# Chocolate Bundt Cake



## lura345 (Jan 23, 2010)

Chocolate Bundt Cake With Dark Chocolate Glaze







Ingredients:

* 8 ounces butter (2 sticks)

* 1/2 cup Dutch process cocoa, such as Valrhona or high-quality, such as Scharffen Berger*

* 3/4 cup water

* 2 cups granulated sugar

* 1 cup sour cream

* 1 tablespoon vanilla extract

* 2 large eggs

* 2 cups all-purpose flour, stir before measuring

* 1 teaspoon baking soda

* 1/2 teaspoon salt

* -

* Dark Chocolate Glaze:

* 4 ounces bittersweet chocolate

* 1/3 cup heavy whipping cream

* 1/4 cup light corn syrup

* 1 teaspoon vanilla extract

Preparation:

Grease and flour a 10- to 12-cup Bundt pan. Heat oven to 350°.

Melt butter in a large saucepan over medium-low heat; add cocoa, stirring until smooth. Whisk in the water and remove from heat. To the warm cocoa mixture, add the sugar, sour cream, 1 tablespoon vanilla, and eggs; whisk until smooth. In another bowl combine the flour, soda, and salt. Add all at once to the first mixture, whisking until well blended.

Pour batter into prepared pan. Bake for 40 to 45 minutes, or until it feels firm to the touch and has slightly pulled away from the sides of the pan. Cool in pan on a rack for 20 minutes. Carefully loosen the cake with a knife and invert onto a large plate.

Meanwhile, prepare the glaze:

Chop chocolate and put in a small bowl; set aside.

Combine remaining the heavy whipping cream, corn syrup, and 1 teaspoon vanilla extract in a small saucepan. Cook the mixture, stirring, until mixture boils. Pour over the chocolate and whisk until smooth. Let cool to room temperature then spoon over the cooled cake. If too thick, thin with a little more cream.

Serves 10 to 12


----------



## ZoeRipper (Jan 23, 2010)

You just made my day.


----------



## Opivy (Jan 23, 2010)

Wait, can mantids eat chocolate?
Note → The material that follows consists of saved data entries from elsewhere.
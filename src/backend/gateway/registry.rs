/**
 * Connection Registry
 *
 * The shared directory from user id to the live connection handle. It is the
 * only mutable state shared between connection tasks, and every operation
 * (register, lookup, remove, release, push, fan-out) runs under one
 * `tokio::sync::Mutex`, so they are linearizable with respect to each other.
 *
 * Connection tasks never hold each other's handles: all pushes to a peer go
 * through `push` or `fan_out`, which resolve the peer under the lock and
 * enqueue without awaiting. A slow peer therefore cannot stall the registry.
 *
 * # Replacement Policy
 *
 * At most one connection per user. Registering a second connection for the
 * same user replaces the first and actively closes it: the displaced handle
 * gets a close frame and its cancellation token fires, which ends the
 * displaced connection's read loop. Pushes issued after `register` returns
 * only ever reach the new connection.
 */

use std::collections::HashMap;
use std::sync::Arc;
use tokio::sync::{mpsc, Mutex};
use tokio_util::sync::{CancellationToken, WaitForCancellationFuture};
use uuid::Uuid;

use crate::backend::error::{BackendError, BackendResult};
use crate::shared::Envelope;

/// Reason sent to a connection displaced by a newer one
pub const REPLACED_REASON: &str = "replaced by a newer connection";

/// Frames queued for a connection's writer task
#[derive(Debug, Clone, PartialEq, Eq)]
pub enum Outbound {
    /// An encoded envelope
    Frame(String),
    /// Close the socket with this reason; the writer stops after it
    Close(String),
}

/// Cloneable handle to one live connection
#[derive(Debug, Clone)]
pub struct ConnectionHandle {
    id: Uuid,
    user_id: String,
    tx: mpsc::Sender<Outbound>,
    cancel: CancellationToken,
}

impl ConnectionHandle {
    /// Create a handle and the receiving end its writer task drains
    pub fn new(user_id: impl Into<String>, capacity: usize) -> (Self, mpsc::Receiver<Outbound>) {
        let (tx, rx) = mpsc::channel(capacity.max(1));
        let handle = Self {
            id: Uuid::new_v4(),
            user_id: user_id.into(),
            tx,
            cancel: CancellationToken::new(),
        };
        (handle, rx)
    }

    pub fn id(&self) -> Uuid {
        self.id
    }

    pub fn user_id(&self) -> &str {
        &self.user_id
    }

    /// Enqueue an already-encoded frame without waiting
    ///
    /// Fails with `Push` when the connection is closed or its outbound buffer
    /// is full.
    pub fn send_frame(&self, frame: &str) -> BackendResult<()> {
        if self.cancel.is_cancelled() {
            return Err(BackendError::push(&self.user_id, "connection closed"));
        }
        self.tx
            .try_send(Outbound::Frame(frame.to_string()))
            .map_err(|e| match e {
                mpsc::error::TrySendError::Full(_) => {
                    BackendError::push(&self.user_id, "outbound buffer full")
                }
                mpsc::error::TrySendError::Closed(_) => {
                    BackendError::push(&self.user_id, "connection closed")
                }
            })
    }

    pub fn send_envelope(&self, envelope: &Envelope) -> BackendResult<()> {
        let frame = envelope.encode()?;
        self.send_frame(&frame)
    }

    /// Queue a close frame and cancel the connection; best effort, repeatable
    pub fn close(&self, reason: impl Into<String>) {
        if !self.cancel.is_cancelled() {
            let _ = self.tx.try_send(Outbound::Close(reason.into()));
        }
        self.cancel.cancel();
    }

    pub fn is_closed(&self) -> bool {
        self.cancel.is_cancelled()
    }

    /// Resolves once the connection has been closed or displaced
    pub fn cancelled(&self) -> WaitForCancellationFuture<'_> {
        self.cancel.cancelled()
    }
}

/// Outcome of pushing one frame to a set of users
#[derive(Debug, Default)]
pub struct FanOut {
    /// Users whose connection accepted the frame
    pub delivered: Vec<String>,
    /// Users with no registered connection
    pub absent: Vec<String>,
    /// Users whose connection rejected the frame
    pub failed: Vec<(String, BackendError)>,
}

/// Shared user id → connection directory
#[derive(Clone, Default)]
pub struct ConnectionRegistry {
    connections: Arc<Mutex<HashMap<String, ConnectionHandle>>>,
}

impl ConnectionRegistry {
    pub fn new() -> Self {
        Self::default()
    }

    /// Insert or replace the entry for the handle's user
    ///
    /// Returns the displaced handle, which has already been closed.
    pub async fn register(&self, handle: ConnectionHandle) -> Option<ConnectionHandle> {
        let user_id = handle.user_id.clone();
        let new_id = handle.id;
        let displaced = self.connections.lock().await.insert(user_id.clone(), handle);

        match displaced {
            Some(old) if old.id != new_id => {
                tracing::info!("[Gateway] {} reconnected, closing previous connection", user_id);
                old.close(REPLACED_REASON);
                Some(old)
            }
            _ => None,
        }
    }

    pub async fn lookup(&self, user_id: &str) -> Option<ConnectionHandle> {
        self.connections.lock().await.get(user_id).cloned()
    }

    /// Delete the entry for `user_id`; a no-op when absent
    pub async fn remove(&self, user_id: &str) -> Option<ConnectionHandle> {
        self.connections.lock().await.remove(user_id)
    }

    /// Delete the entry only if it still belongs to `handle`
    ///
    /// A displaced connection's cleanup must not evict its successor.
    pub async fn release(&self, handle: &ConnectionHandle) -> bool {
        let mut connections = self.connections.lock().await;
        match connections.get(&handle.user_id) {
            Some(current) if current.id == handle.id => {
                connections.remove(&handle.user_id);
                true
            }
            _ => false,
        }
    }

    /// Push one envelope to `handle`'s user if `handle` is still its entry
    ///
    /// `Ok(false)` when the user has no connection or a newer connection has
    /// replaced `handle`.
    pub async fn push(&self, handle: &ConnectionHandle, envelope: &Envelope) -> BackendResult<bool> {
        let frame = envelope.encode()?;
        let connections = self.connections.lock().await;
        match connections.get(&handle.user_id) {
            Some(current) if current.id == handle.id => current.send_frame(&frame).map(|_| true),
            _ => Ok(false),
        }
    }

    /// Push one encoded frame to every registered user in `user_ids`
    ///
    /// Resolution and enqueueing happen under a single lock acquisition.
    /// A failure for one user never stops delivery to the rest.
    pub async fn fan_out<'a, I>(&self, user_ids: I, frame: &str) -> FanOut
    where
        I: IntoIterator<Item = &'a String>,
    {
        let connections = self.connections.lock().await;
        let mut result = FanOut::default();

        for user_id in user_ids {
            match connections.get(user_id) {
                Some(handle) => match handle.send_frame(frame) {
                    Ok(()) => result.delivered.push(user_id.clone()),
                    Err(e) => result.failed.push((user_id.clone(), e)),
                },
                None => result.absent.push(user_id.clone()),
            }
        }

        result
    }

    pub async fn len(&self) -> usize {
        self.connections.lock().await.len()
    }

    pub async fn is_empty(&self) -> bool {
        self.connections.lock().await.is_empty()
    }

    pub async fn connected_users(&self) -> Vec<String> {
        let mut users: Vec<String> = self.connections.lock().await.keys().cloned().collect();
        users.sort();
        users
    }
}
I thought they were like dogs or something-


----------



## PhilinYuma (Jan 23, 2010)

You just made me fat, thinking about it!


----------



## Katnapper (Jan 23, 2010)

I think this belongs in the "Other" section... as it has nothing to do with mantis food or feeding.  
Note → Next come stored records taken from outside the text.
/**
 * API Route Handlers
 *
 * Session endpoints.
 *
 * # Routes
 *
 * - `GET /ping` - Liveness check, answers `pong`
 * - `POST /login` - Start a session
 * - `DELETE /logout` - Revoke the caller's sessions (requires authentication)
 * - `POST /session/refresh` - Rotate the caller's token (requires authentication)
 */

use axum::{
    middleware::from_fn_with_state,
    routing::{delete, get, post},
    Router,
};

use crate::backend::auth::{login, logout, refresh};
use crate::backend::middleware::auth_middleware;
use crate::backend::server::state::AppState;

pub async fn ping() -> &'static str {
    "pong"
}

pub fn configure_api_routes(router: Router<AppState>, app_state: &AppState) -> Router<AppState> {
    let protected = Router::new()
        .route("/logout", delete(logout))
        .route("/session/refresh", post(refresh))
        .route_layer(from_fn_with_state(app_state.clone(), auth_middleware));

    router
        .route("/ping", get(ping))
        .route("/login", post(login))
        .merge(protected)
}
use dioxus::prelude::*;
use crate::models::CardData;
use crate::styles::card::{
    TextRole, IMG_CLASS, PHOTO_CLASS, TEXT_WRAP_CLASS, USER_PHOTO_CLASS, USER_WRAP_CLASS,
};
use crate::styles::{card_style_sheet, CARD_SCOPE};

/// Media card: photo, author row, title and description.
///
/// Renders the placeholder content when no data is given. The card carries
/// only class names; mount `ArticleCardStyles` once in the host document or
/// the card renders unstyled.
#[component]
pub fn ArticleCard(#[props(default)] data: CardData) -> Element {
    let CardData {
        photo_url,
        user_photo_url,
        user_name,
        title,
        description,
    } = data;

    let user_id_class = TextRole::UserId.class_name();
    let title_class = TextRole::Title.class_name();
    let description_class = TextRole::Description.class_name();

    rsx! {
        div {
            class: "{CARD_SCOPE}",

            // Cover photo
            div {
                class: "{PHOTO_CLASS}",
                if let Some(url) = photo_url {
                    img {
                        class: "{IMG_CLASS}",
                        src: "{url}",
                        alt: "{title}",
                        loading: "lazy",
                    }
                }
            }

            div {
                class: "{TEXT_WRAP_CLASS}",

                // Author
                div {
                    class: "{USER_WRAP_CLASS}",
                    div {
                        class: "{USER_PHOTO_CLASS}",
                        if let Some(url) = user_photo_url {
                            img {
                                class: "{IMG_CLASS}",
                                src: "{url}",
                                alt: "{user_name}",
                                loading: "lazy",
                            }
                        }
                    }
                    div { class: "{user_id_class}", "{user_name}" }
                }

                div { class: "{title_class}", "{title}" }
                div { class: "{description_class}", "{description}" }
            }
        }
    }
}

/// Injects the card style sheet into the document head.
///
/// Render once near the root; every `ArticleCard` picks the rules up through
/// its scope class.
#[component]
pub fn ArticleCardStyles() -> Element {
    let css = use_hook(card_css);

    rsx! {
        if let Some(css) = css {
            document::Style { "{css}" }
        }
    }
}

/// CSS text injected by `ArticleCardStyles`, `None` if the sheet fails to build
fn card_css() -> Option<String> {
    match card_style_sheet().to_css() {
        Ok(css) => Some(css),
        Err(e) => {
            log::error!("Failed to build article card styles: {}", e);
            None
        }
    }
}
My favorite dessert is chocolate cake... thanks for the recipe!


----------



## massaman (Jan 23, 2010)

Love chocolate cake but this person may be nothing more then a troll or just a random spammer but only time and more posts from this person will tell


----------



## agent A (Jan 23, 2010)

massaman said:


> Love chocolate cake but this person may be nothing more then a troll or just a random spammer but only time and more posts from this person will tell


I think that "this person" (lura345) is just giving us some information on how to make a delicious dessert. I don't think they are a spammer, I think they are someone interested in mantids with a recipe to give. I'll show my mom the recipe! :lol:


----------



## sbugir (Jan 23, 2010)

massaman said:


> Love chocolate cake but this person may be nothing more then a troll or just a random spammer but only time and more posts from this person will tell


######?

It's chocolate cake man, obviously this person is legit, and obviously she is trying to make us uber happy.  
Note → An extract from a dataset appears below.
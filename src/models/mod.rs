// Plain data passed into components

pub mod card;

pub use card::{load_deck, load_deck_or_placeholder, CardData};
Okay, after reading the vaccination topic, I'm confused...


----------



## revmdn (Jan 23, 2010)

lemmiwinks said:


> ######?It's chocolate cake man, obviously this person is legit, and obviously she is trying to make us uber happy.
> 
> Okay, after reading the vaccination topic, I'm confused...


If she was trying to make me happy, she'd be giving me some cake. :lol:


----------



## sbugir (Jan 23, 2010)

revmdn said:


> If she was trying to make me happy, she'd be giving me some cake. :lol:


Haha good point...USPS us some pieces! :angry:


----------



## bassist (Jan 23, 2010)

massaman said:


> Love chocolate cake but this person may be nothing more then a *troll *or just a random spammer but only time and more posts from this person will tell


These type of posts are not what a troll does also:


----------



## sbugir (Jan 23, 2010)

OMFG bassist...Roflmao.


----------



## PhilinYuma (Jan 23, 2010)

Oops! Sorry, I missed today's part of this thread. No, Paul is absolutely right on this one. The poster is either a troll or crazed or both. I noticed last night that the "bundt cake" post was a cut and paste of the first bundt cake article on Google. Just now, I checked the second somewhat insane post (this vaccination has been out for months!), and it, too is a cut and paste job from Google. Think of it, you don't join this forum in order to post cake recipes and ask about vaccination!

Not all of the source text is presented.